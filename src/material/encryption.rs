//! Page aligned encryption of serialized materials, using the cipher of the store they describe.
//!
//! The bytes are cut into blocks of one page less the bytes reserved by the codec, and every block
//! is encoded as the page of the same 1-based number. The first block gives up its leading bytes
//! to the cipher salt, stored in the clear, exactly as page 1 of an encrypted database does.

use log::debug;

use crate::{
    cipher::{CIPHER_SALT_SIZE, CipherDelegate},
    error::{Error, Result},
    pager::{decode_page, encode_page},
};

pub(crate) fn encrypt(plain: &[u8], cipher: &dyn CipherDelegate) -> Result<Vec<u8>> {
    let page_size = cipher.cipher_page_size() as usize;
    let codec = cipher.cipher_context();
    let salt = cipher.cipher_salt();
    let usable = page_size
        .checked_sub(codec.reserve())
        .filter(|usable| *usable > CIPHER_SALT_SIZE)
        .ok_or_else(|| Error::Misuse(format!("cipher page size {page_size} is too small")))?;

    let mut stored = Vec::new();
    stored.try_reserve(plain.len().div_ceil(usable - CIPHER_SALT_SIZE) * page_size)?;

    let mut rest = plain;
    let mut page_no = 1;
    loop {
        let start = if page_no == 1 { CIPHER_SALT_SIZE } else { 0 };
        let len = (usable - start).min(rest.len());

        let mut block = vec![0u8; page_size];
        block[start..start + len].copy_from_slice(&rest[..len]);
        rest = &rest[len..];

        encode_page(codec.as_ref(), page_no, &salt, &mut block)
            .map_err(|e| Error::Misuse(format!("unable to encrypt material: {e:#}")))?;
        stored.extend_from_slice(&block);

        if rest.is_empty() {
            break;
        }
        page_no += 1;
    }

    debug!("encrypted {} bytes into {page_no} pages", plain.len());
    Ok(stored)
}

/// Decrypt bytes produced by [`encrypt`], switching `cipher` to the salt they were produced
/// with. The result may carry trailing padding.
pub(crate) fn decrypt(stored: &[u8], cipher: &dyn CipherDelegate) -> Result<Vec<u8>> {
    let page_size = cipher.cipher_page_size() as usize;
    if page_size <= CIPHER_SALT_SIZE || stored.is_empty() || stored.len() % page_size != 0 {
        return Err(Error::corrupt("Cipher"));
    }

    let mut salt = [0u8; CIPHER_SALT_SIZE];
    salt.copy_from_slice(&stored[..CIPHER_SALT_SIZE]);
    cipher
        .switch_cipher_salt(&salt)
        .map_err(|e| Error::Misuse(format!("unable to switch cipher salt: {e:#}")))?;

    let codec = cipher.cipher_context();
    let usable = page_size
        .checked_sub(codec.reserve())
        .filter(|usable| *usable > CIPHER_SALT_SIZE)
        .ok_or_else(|| Error::corrupt("Cipher"))?;

    let mut plain = Vec::new();
    plain.try_reserve(stored.len())?;

    for (i, block) in stored.chunks_exact(page_size).enumerate() {
        let page_no = i as u32 + 1;
        let mut block = block.to_vec();
        decode_page(codec.as_ref(), page_no, &mut block).map_err(|_| Error::corrupt("Cipher"))?;

        let start = if page_no == 1 { CIPHER_SALT_SIZE } else { 0 };
        plain.extend_from_slice(&block[start..usable]);
    }

    Ok(plain)
}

******

* _Action item_:
Repeat the records above line by line, from the first line through the line that contains "its leading bytes".

* _Completed exercise_:
filename src/material/encryption.rs
//! Page aligned encryption of serialized materials, using the cipher of the store they describe.
//!
//! The bytes are cut into blocks of one page less the bytes reserved by the codec, and every block
//! is encoded as the page of the same 1-based number. The first block gives up its leading bytes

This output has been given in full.